“Where” is a single finger wagging side to side — simple enough for very young toddlers. It powers every hide-and-seek and every “where did it go?” game in the house.
How to Sign “Where” in ASL

Photos: Rodasmith via Wikimedia Commons, CC BY-SA 3.0
- Point up: Extend your index finger, other fingers closed, palm facing forward.
- Wag it: Swing the fingertip side to side a few times.
- Add the face: Lowered brows and searching eyes complete the question.
Keep the wag small and quick — a big slow wave reads as “no-no” rather than “where.”
Step-by-Step Photos


Photos: Rodasmith via Wikimedia Commons, CC BY-SA 3.0
When to Use It With Your Child
- At peekaboo: “Where’s daddy?” sign, pause, reveal — the oldest teaching game there is.
- At lost-toy moments: Sign it while hunting for the lovey; the search makes it memorable.
- In books: “Where is the puppy hiding?” on every lift-the-flap page.
Tips for Success
- Hide-and-seek games generate dozens of joyful repetitions per day.
- A waved whole hand counts as a first version.

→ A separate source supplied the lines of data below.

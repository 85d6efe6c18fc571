use super::task_help::POISSON_HELPER;
use super::{confirm, prompt};
use crate::LaplacePoisson::jacobi::LaplaceError;
use crate::LaplacePoisson::poisson_task::{PoissonConfig, PoissonTask, create_template};
use crate::LaplacePoisson::potential::{BoundaryProfile, ChargePainter, Stroke};
use std::path::PathBuf;

pub fn poisson_menu() {
    loop {
        println!("\n=== Laplace-Poisson Equation ===");
        println!("\x1b[33m1. Solve from file\x1b[0m");
        println!("\x1b[33m2. Solve default lattice (central charge, choice of walls)\x1b[0m");
        println!("\x1b[33m3. Paint charges and solve\x1b[0m");
        println!("\x1b[33m4. Generate template\x1b[0m");
        println!("\x1b[33m5. Read help\x1b[0m");
        println!("\x1b[33m0. Back to main menu\x1b[0m");

        let choice = prompt("Enter your choice: ");
        match choice.as_str() {
            "1" => {
                let path = PathBuf::from(prompt("Enter file path: "));
                if !path.exists() {
                    println!("File not found: {:?}", path);
                    continue;
                }
                match PoissonTask::from_file(&path) {
                    Ok(task) => run_task(task, None),
                    Err(e) => println!("Error reading task: {}", e),
                }
            }
            "2" => {
                let names: Vec<&str> = BoundaryProfile::ALL.iter().map(|p| p.as_str()).collect();
                let answer = prompt(&format!(
                    "Starting potential ({}, empty for flat): ",
                    names.join("/")
                ));
                let profile = if answer.is_empty() {
                    BoundaryProfile::default()
                } else if let Some(profile) = BoundaryProfile::from_name(&answer) {
                    profile
                } else {
                    println!("Unknown starting potential '{}'", answer);
                    continue;
                };
                let config = PoissonConfig {
                    profile,
                    ..PoissonConfig::default()
                };
                match PoissonTask::new(config) {
                    Ok(task) => run_task(task, None),
                    Err(e) => println!("Error: {}", e),
                }
            }
            "3" => {
                let config = PoissonConfig::default();
                let source = paint_charges(&config);
                match PoissonTask::new(config) {
                    Ok(task) => run_task(task, Some(source)),
                    Err(e) => println!("Error: {}", e),
                }
            }
            "4" => match create_template("poisson_task.json") {
                Ok(()) => println!("Template written to poisson_task.json"),
                Err(e) => println!("Failed to write template: {}", e),
            },
            "5" => {
                println!("{}", POISSON_HELPER);
                let _ = prompt("Press Enter to return to menu...");
            }
            "0" => break,
            _ => println!("Invalid choice. Please try again."),
        }
    }
}

/// Terminal version of the mouse painter: "row col +", "row col -", "row col 0", "done".
fn paint_charges(config: &PoissonConfig) -> nalgebra::DMatrix<f64> {
    let mut painter = ChargePainter::new(config.N, config.Q);
    println!(
        "Lattice is {0}x{0}. Enter 'row col +' for +Q, 'row col -' for -Q, 'row col 0' to erase, 'done' to finish.",
        config.N + 1
    );
    loop {
        let line = prompt("> ");
        if line == "done" || line.is_empty() {
            break;
        }
        match parse_paint_command(&line) {
            Some((row, col, stroke)) => {
                if let Err(e) = painter.paint(row, col, stroke) {
                    println!("{}", e);
                }
            }
            None => println!("Cannot parse '{}'", line),
        }
    }
    println!("net charge: {}", painter.total_charge());
    painter.finish()
}

fn parse_paint_command(line: &str) -> Option<(usize, usize, Stroke)> {
    let mut parts = line.split_whitespace();
    let row = parts.next()?.parse().ok()?;
    let col = parts.next()?.parse().ok()?;
    let stroke = match parts.next()? {
        "+" => Stroke::Positive,
        "-" => Stroke::Negative,
        "0" => Stroke::Erase,
        _ => return None,
    };
    Some((row, col, stroke))
}

fn run_task(mut task: PoissonTask, source: Option<nalgebra::DMatrix<f64>>) {
    task.pretty_print_task();
    if !confirm("Start calculation? (y/n): ") {
        println!("Calculation cancelled. Returning to menu.");
        return;
    }
    let result = match &source {
        Some(source) => task.solve_with_source(source).map(|_| ()),
        None => task.solve().map(|_| ()),
    };
    match result {
        Ok(()) => task.pretty_print_solution(),
        Err(LaplaceError::NotConverged {
            iterations,
            residual,
        }) => {
            println!(
                "No convergence after {} iterations (norm {:e}). Relax the target or raise max_iterations.",
                iterations, residual
            );
            return;
        }
        Err(e) => {
            println!("Error: {}", e);
            return;
        }
    }
    let path = prompt("File for the potential (empty to skip): ");
    if path.is_empty() {
        return;
    }
    match task.save_results(&path) {
        Ok(()) => println!("Potential written to {}", path),
        Err(e) => println!("Failed to save results: {}", e),
    }
}

#[cfg(test)]
mod tests {
    use super::*;

    #[test]
    fn test_parse_paint_command() {
        assert_eq!(parse_paint_command("3 4 +"), Some((3, 4, Stroke::Positive)));
        assert_eq!(parse_paint_command(" 0  7 - "), Some((0, 7, Stroke::Negative)));
        assert_eq!(parse_paint_command("1 1 0"), Some((1, 1, Stroke::Erase)));
        assert_eq!(parse_paint_command("1 1"), None);
        assert_eq!(parse_paint_command("a 1 +"), None);
        assert_eq!(parse_paint_command("1 1 x"), None);
    }
}
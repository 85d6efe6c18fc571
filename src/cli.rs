pub mod cli_examples;
pub mod cli_heat;
pub mod cli_main;
pub mod cli_md;
pub mod cli_poisson;
pub mod task_help;

use std::io::{self, Write};

/// Reads one line from stdin; an unreadable stdin counts as an empty answer.
pub(crate) fn get_user_input() -> String {
    let mut input = String::new();
    if io::stdin().read_line(&mut input).is_err() {
        input.clear();
    }
    input
}

/// Prints a cyan prompt and returns the trimmed answer
pub(crate) fn prompt(text: &str) -> String {
    print!("\x1b[36m{}\x1b[0m", text);
    let _ = io::stdout().flush();
    get_user_input().trim().to_string()
}

pub(crate) fn confirm(text: &str) -> bool {
    let answer = prompt(text).to_lowercase();
    answer == "y" || answer == "yes"
}
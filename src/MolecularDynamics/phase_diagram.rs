use crate::Utils::grid_io::{GridIoError, load_grid};
use log::{info, warn};
use prettytable::{Table, row};
use regex::Regex;
use std::fmt;
use std::fs;
use std::path::{Path, PathBuf};
use std::sync::OnceLock;
use thiserror::Error;

/// reduced temperatures of the simulated state points
pub const TEMPERATURES: [f64; 4] = [0.5, 1.0, 1.5, 2.0];
/// reduced densities of the simulated state points
pub const DENSITIES: [f64; 4] = [0.1, 0.4, 0.7, 1.0];
/// animation files in order of preference
const ANIMATION_FILES: [&str; 2] = ["output.mp4", "untitled.mpg"];

#[derive(Debug, Error)]
pub enum MdError {
    #[error("I/O error: {0}")]
    Io(#[from] std::io::Error),
    #[error("Data table error: {0}")]
    Table(#[from] GridIoError),
    #[error("State point folder {0:?} not found")]
    MissingFolder(PathBuf),
    #[error("{path:?} has {available} columns, column {column} requested")]
    MissingColumn {
        path: PathBuf,
        column: usize,
        available: usize,
    },
    #[error("State point index {0} is out of range 0..16")]
    IndexOutOfRange(usize),
}

/// Point of the (T*, ρ*) phase diagram
#[derive(Debug, Clone, Copy, PartialEq)]
pub struct StatePoint {
    pub temperature: f64,
    pub density: f64,
}

impl StatePoint {
    pub fn new(temperature: f64, density: f64) -> Self {
        Self {
            temperature,
            density,
        }
    }

    /// Index runs row by row: density changes fastest, temperature slowest.
    pub fn from_index(index: usize) -> Result<Self, MdError> {
        if index >= TEMPERATURES.len() * DENSITIES.len() {
            return Err(MdError::IndexOutOfRange(index));
        }
        Ok(Self::new(
            TEMPERATURES[index / DENSITIES.len()],
            DENSITIES[index % DENSITIES.len()],
        ))
    }

    /// all 16 simulated state points in index order
    pub fn all() -> Vec<StatePoint> {
        TEMPERATURES
            .iter()
            .flat_map(|t| DENSITIES.iter().map(move |rho| StatePoint::new(*t, *rho)))
            .collect()
    }

    /// "T05_r01" for T* = 0.5, ρ* = 0.1
    pub fn folder_name(&self) -> String {
        let compact = |value: f64| format!("{:.1}", value).replace('.', "");
        format!("T{}_r{}", compact(self.temperature), compact(self.density))
    }

    /// Inverse of [`StatePoint::folder_name`]; the last digit of each number is the first decimal.
    pub fn parse_folder_name(name: &str) -> Option<StatePoint> {
        static FOLDER_RE: OnceLock<Option<Regex>> = OnceLock::new();
        let re = FOLDER_RE
            .get_or_init(|| Regex::new(r"^T(\d{2,})_r(\d{2,})$").ok())
            .as_ref()?;
        let caps = re.captures(name)?;
        let decode = |digits: &str| digits.parse::<u32>().ok().map(|v| v as f64 / 10.0);
        Some(StatePoint::new(decode(&caps[1])?, decode(&caps[2])?))
    }
}

impl fmt::Display for StatePoint {
    fn fmt(&self, f: &mut fmt::Formatter) -> fmt::Result {
        write!(f, "T* = {:.1}, rho* = {:.1}", self.temperature, self.density)
    }
}

/// Observables stored in `output.txt`, by column
#[derive(Debug, Clone, Copy, PartialEq, Eq)]
pub enum Observable {
    PotentialEnergy,
    KineticEnergy,
    TotalEnergy,
    EnergyDrift,
    Temperature,
    Pressure,
}

impl Observable {
    pub const ALL: [Observable; 6] = [
        Observable::PotentialEnergy,
        Observable::KineticEnergy,
        Observable::TotalEnergy,
        Observable::EnergyDrift,
        Observable::Temperature,
        Observable::Pressure,
    ];

    /// zero based column in `output.txt`
    pub fn column(&self) -> usize {
        match self {
            Observable::PotentialEnergy => 2,
            Observable::KineticEnergy => 3,
            Observable::TotalEnergy => 4,
            Observable::EnergyDrift => 5,
            Observable::Temperature => 6,
            Observable::Pressure => 7,
        }
    }

    pub fn label(&self) -> &'static str {
        match self {
            Observable::PotentialEnergy => "Potential Energy",
            Observable::KineticEnergy => "Kinetic Energy",
            Observable::TotalEnergy => "Total Energy",
            Observable::EnergyDrift => "Energy Drift",
            Observable::Temperature => "Temperature",
            Observable::Pressure => "Pressure",
        }
    }
}

/// Summary of one observable time series
#[derive(Debug, Clone, Copy, PartialEq)]
pub struct SeriesStats {
    pub steps: usize,
    pub mean: f64,
    pub min: f64,
    pub max: f64,
    pub last: f64,
}

impl SeriesStats {
    pub fn from_series(series: &[f64]) -> Option<Self> {
        let last = *series.last()?;
        let sum: f64 = series.iter().sum();
        Some(Self {
            steps: series.len(),
            mean: sum / series.len() as f64,
            min: series.iter().copied().fold(f64::INFINITY, f64::min),
            max: series.iter().copied().fold(f64::NEG_INFINITY, f64::max),
            last,
        })
    }
}

/// Data folder of one state point
#[derive(Debug, Clone)]
pub struct MdDataset {
    pub state: StatePoint,
    pub folder: PathBuf,
}

impl MdDataset {
    pub fn open<P: AsRef<Path>>(root: P, state: StatePoint) -> Result<Self, MdError> {
        let folder = root.as_ref().join(state.folder_name());
        if !folder.is_dir() {
            return Err(MdError::MissingFolder(folder));
        }
        info!("folder used = {:?}", folder);
        Ok(Self { state, folder })
    }

    pub fn output_path(&self) -> PathBuf {
        self.folder.join("output.txt")
    }

    pub fn rdf_path(&self) -> PathBuf {
        self.folder.join("rdf.txt")
    }

    /// pre-rendered g(r) plot
    pub fn rdf_image_path(&self) -> PathBuf {
        self.folder.join("rdf.png")
    }

    /// first animation file present in the folder
    pub fn animation_path(&self) -> Option<PathBuf> {
        ANIMATION_FILES
            .iter()
            .map(|name| self.folder.join(name))
            .find(|path| path.is_file())
    }

    /// Time series of one observable, one value per recorded step
    pub fn observable(&self, observable: Observable) -> Result<Vec<f64>, MdError> {
        let path = self.output_path();
        let table = load_grid(&path)?;
        let column = observable.column();
        if column >= table.ncols() {
            return Err(MdError::MissingColumn {
                path,
                column,
                available: table.ncols(),
            });
        }
        Ok(table.column(column).iter().copied().collect())
    }

    /// Radial distribution function as (r, g(r)) pairs
    pub fn rdf(&self) -> Result<Vec<(f64, f64)>, MdError> {
        let path = self.rdf_path();
        let table = load_grid(&path)?;
        if table.ncols() < 2 {
            return Err(MdError::MissingColumn {
                path,
                column: 1,
                available: table.ncols(),
            });
        }
        Ok(table
            .row_iter()
            .map(|row| (row[0], row[1]))
            .collect())
    }

    pub fn pretty_print_observables(&self) -> Result<(), MdError> {
        let mut table = Table::new();
        table.add_row(row!["Observable", "steps", "mean", "min", "max", "last"]);
        for observable in Observable::ALL {
            match self.observable(observable) {
                Ok(series) => {
                    if let Some(stats) = SeriesStats::from_series(&series) {
                        table.add_row(row![
                            observable.label(),
                            stats.steps,
                            format!("{:.4e}", stats.mean),
                            format!("{:.4e}", stats.min),
                            format!("{:.4e}", stats.max),
                            format!("{:.4e}", stats.last)
                        ]);
                    }
                }
                Err(MdError::MissingColumn { .. }) => {
                    warn!("{} is not present in {:?}", observable.label(), self.output_path());
                }
                Err(e) => return Err(e),
            }
        }
        println!("{}", self.state);
        table.printstd();
        Ok(())
    }
}

/// State points under `root` that have a data folder, sorted by (T*, ρ*).
pub fn discover<P: AsRef<Path>>(root: P) -> Result<Vec<StatePoint>, MdError> {
    let mut found = Vec::new();
    for entry in fs::read_dir(root.as_ref())? {
        let entry = entry?;
        if !entry.path().is_dir() {
            continue;
        }
        let name = entry.file_name();
        if let Some(state) = StatePoint::parse_folder_name(&name.to_string_lossy()) {
            found.push(state);
        }
    }
    found.sort_by(|a, b| {
        a.temperature
            .total_cmp(&b.temperature)
            .then(a.density.total_cmp(&b.density))
    });
    Ok(found)
}

#[cfg(test)]
mod tests {
    use super::*;
    use approx::assert_relative_eq;
    use tempfile::tempdir;

    fn write_dataset(root: &Path, state: StatePoint) -> PathBuf {
        let folder = root.join(state.folder_name());
        fs::create_dir_all(&folder).unwrap();
        fs::write(
            folder.join("output.txt"),
            "0 0.0 -5.0 1.5 -3.5 0.0 1.0 0.8\n1 0.1 -5.2 1.6 -3.6 0.01 1.1 0.9\n2 0.2 -5.4 1.8 -3.6 0.02 1.2 1.0\n",
        )
        .unwrap();
        fs::write(folder.join("rdf.txt"), "0.5 0.0\n1.0 2.7\n1.5 1.1\n").unwrap();
        folder
    }

    #[test]
    fn test_state_point_index() {
        let first = StatePoint::from_index(0).unwrap();
        assert_eq!(first, StatePoint::new(0.5, 0.1));
        let state = StatePoint::from_index(6).unwrap();
        assert_eq!(state, StatePoint::new(1.0, 0.7));
        assert_eq!(StatePoint::from_index(15).unwrap(), StatePoint::new(2.0, 1.0));
        assert!(matches!(StatePoint::from_index(16), Err(MdError::IndexOutOfRange(16))));
        assert_eq!(StatePoint::all().len(), 16);
        assert_eq!(StatePoint::all()[6], state);
    }

    #[test]
    fn test_folder_names() {
        assert_eq!(StatePoint::new(0.5, 0.1).folder_name(), "T05_r01");
        assert_eq!(StatePoint::new(2.0, 1.0).folder_name(), "T20_r10");
        assert_eq!(StatePoint::new(1.5, 0.7).folder_name(), "T15_r07");

        let parsed = StatePoint::parse_folder_name("T15_r07").unwrap();
        assert_relative_eq!(parsed.temperature, 1.5);
        assert_relative_eq!(parsed.density, 0.7);
        assert!(StatePoint::parse_folder_name("T1_r07").is_none());
        assert!(StatePoint::parse_folder_name("rdf.txt").is_none());
    }

    #[test]
    fn test_dataset_loading() {
        let root = tempdir().unwrap();
        let state = StatePoint::new(0.5, 0.1);
        let folder = write_dataset(root.path(), state);

        let dataset = MdDataset::open(root.path(), state).unwrap();
        let energy = dataset.observable(Observable::PotentialEnergy).unwrap();
        assert_eq!(energy, vec![-5.0, -5.2, -5.4]);
        let pressure = dataset.observable(Observable::Pressure).unwrap();
        assert_eq!(pressure, vec![0.8, 0.9, 1.0]);

        let rdf = dataset.rdf().unwrap();
        assert_eq!(rdf, vec![(0.5, 0.0), (1.0, 2.7), (1.5, 1.1)]);

        assert_eq!(dataset.animation_path(), None);
        fs::write(folder.join("untitled.mpg"), b"").unwrap();
        assert_eq!(dataset.animation_path(), Some(folder.join("untitled.mpg")));
        fs::write(folder.join("output.mp4"), b"").unwrap();
        assert_eq!(dataset.animation_path(), Some(folder.join("output.mp4")));
        assert_eq!(dataset.rdf_image_path(), folder.join("rdf.png"));
        assert!(dataset.pretty_print_observables().is_ok());
    }

    #[test]
    fn test_missing_data() {
        let root = tempdir().unwrap();
        let state = StatePoint::new(1.0, 0.4);
        assert!(matches!(
            MdDataset::open(root.path(), state),
            Err(MdError::MissingFolder(_))
        ));

        let folder = root.path().join(state.folder_name());
        fs::create_dir_all(&folder).unwrap();
        fs::write(folder.join("output.txt"), "0 0.0 -5.0\n").unwrap();
        let dataset = MdDataset::open(root.path(), state).unwrap();
        assert!(matches!(
            dataset.observable(Observable::Temperature),
            Err(MdError::MissingColumn {
                column: 6,
                available: 3,
                ..
            })
        ));
        assert!(matches!(dataset.rdf(), Err(MdError::Table(_))));
    }

    #[test]
    fn test_discover() {
        let root = tempdir().unwrap();
        write_dataset(root.path(), StatePoint::new(2.0, 0.1));
        write_dataset(root.path(), StatePoint::new(0.5, 0.4));
        write_dataset(root.path(), StatePoint::new(0.5, 0.1));
        fs::create_dir_all(root.path().join("images")).unwrap();
        fs::write(root.path().join("T10_r10"), b"not a folder").unwrap();

        let found = discover(root.path()).unwrap();
        let names: Vec<String> = found.iter().map(StatePoint::folder_name).collect();
        assert_eq!(names, vec!["T05_r01", "T05_r04", "T20_r01"]);
    }

    #[test]
    fn test_series_stats() {
        let stats = SeriesStats::from_series(&[1.0, 3.0, 2.0]).unwrap();
        assert_eq!(stats.steps, 3);
        assert_relative_eq!(stats.mean, 2.0);
        assert_eq!(stats.min, 1.0);
        assert_eq!(stats.max, 3.0);
        assert_eq!(stats.last, 2.0);
        assert!(SeriesStats::from_series(&[]).is_none());
    }
}
//! Plain text numeric arrays: one grid row per line, values separated by whitespace.
//! This is the only persistence format of the crate; files written here load directly
//! into numpy (`np.loadtxt`) or gnuplot for plotting and animation.
use nalgebra::DMatrix;
use std::fmt::Write as _;
use std::fs;
use std::path::{Path, PathBuf};
use thiserror::Error;

#[derive(Debug, Error)]
pub enum GridIoError {
    #[error("I/O error: {0}")]
    Io(#[from] std::io::Error),
    #[error("{path:?}, line {line}: cannot parse '{token}' as a number")]
    Parse {
        path: PathBuf,
        line: usize,
        token: String,
    },
    #[error("{path:?}, line {line}: expected {expected} values, found {found}")]
    Ragged {
        path: PathBuf,
        line: usize,
        expected: usize,
        found: usize,
    },
    #[error("{0:?} contains no data")]
    Empty(PathBuf),
}

/// Formats a grid as text, row 0 first.
pub fn grid_to_string(grid: &DMatrix<f64>) -> String {
    let mut out = String::new();
    for row in grid.row_iter() {
        let line: Vec<String> = row.iter().map(|v| v.to_string()).collect();
        let _ = writeln!(out, "{}", line.join(" "));
    }
    out
}

pub fn save_grid<P: AsRef<Path>>(path: P, grid: &DMatrix<f64>) -> Result<(), GridIoError> {
    fs::write(path, grid_to_string(grid))?;
    Ok(())
}

/// Reads a whitespace separated table. Blank lines and lines starting with '#' are skipped.
pub fn load_grid<P: AsRef<Path>>(path: P) -> Result<DMatrix<f64>, GridIoError> {
    let path = path.as_ref();
    let content = fs::read_to_string(path)?;
    let mut data: Vec<f64> = Vec::new();
    let mut ncols: Option<usize> = None;
    let mut nrows = 0;
    for (idx, line) in content.lines().enumerate() {
        let line = line.trim();
        if line.is_empty() || line.starts_with('#') {
            continue;
        }
        let mut found = 0;
        for token in line.split_whitespace() {
            let value = token.parse::<f64>().map_err(|_| GridIoError::Parse {
                path: path.to_path_buf(),
                line: idx + 1,
                token: token.to_string(),
            })?;
            data.push(value);
            found += 1;
        }
        match ncols {
            None => ncols = Some(found),
            Some(expected) if expected != found => {
                return Err(GridIoError::Ragged {
                    path: path.to_path_buf(),
                    line: idx + 1,
                    expected,
                    found,
                });
            }
            Some(_) => {}
        }
        nrows += 1;
    }
    match ncols {
        Some(ncols) => Ok(DMatrix::from_row_slice(nrows, ncols, &data)),
        None => Err(GridIoError::Empty(path.to_path_buf())),
    }
}

/// Writes every frame to `dir/frame_00000.txt`, `dir/frame_00001.txt`, ...
pub fn save_history<P: AsRef<Path>>(
    dir: P,
    frames: &[DMatrix<f64>],
) -> Result<Vec<PathBuf>, GridIoError> {
    let dir = dir.as_ref();
    fs::create_dir_all(dir)?;
    let mut written = Vec::with_capacity(frames.len());
    for (step, frame) in frames.iter().enumerate() {
        let path = dir.join(format!("frame_{:05}.txt", step));
        save_grid(&path, frame)?;
        written.push(path);
    }
    Ok(written)
}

- It pairs perfectly with “gone” (flat hands flipping empty) for the full mystery arc.
Signs Related to “Where”
“What” and “who” complete the toddler question kit, and “gone / all gone” is the favorite answer. Peekaboo and where-questions are developmentally linked — both build object permanence.
“Where’s the ball?” games measurably accelerate object-permanence milestones — the sign just labels a game babies already love.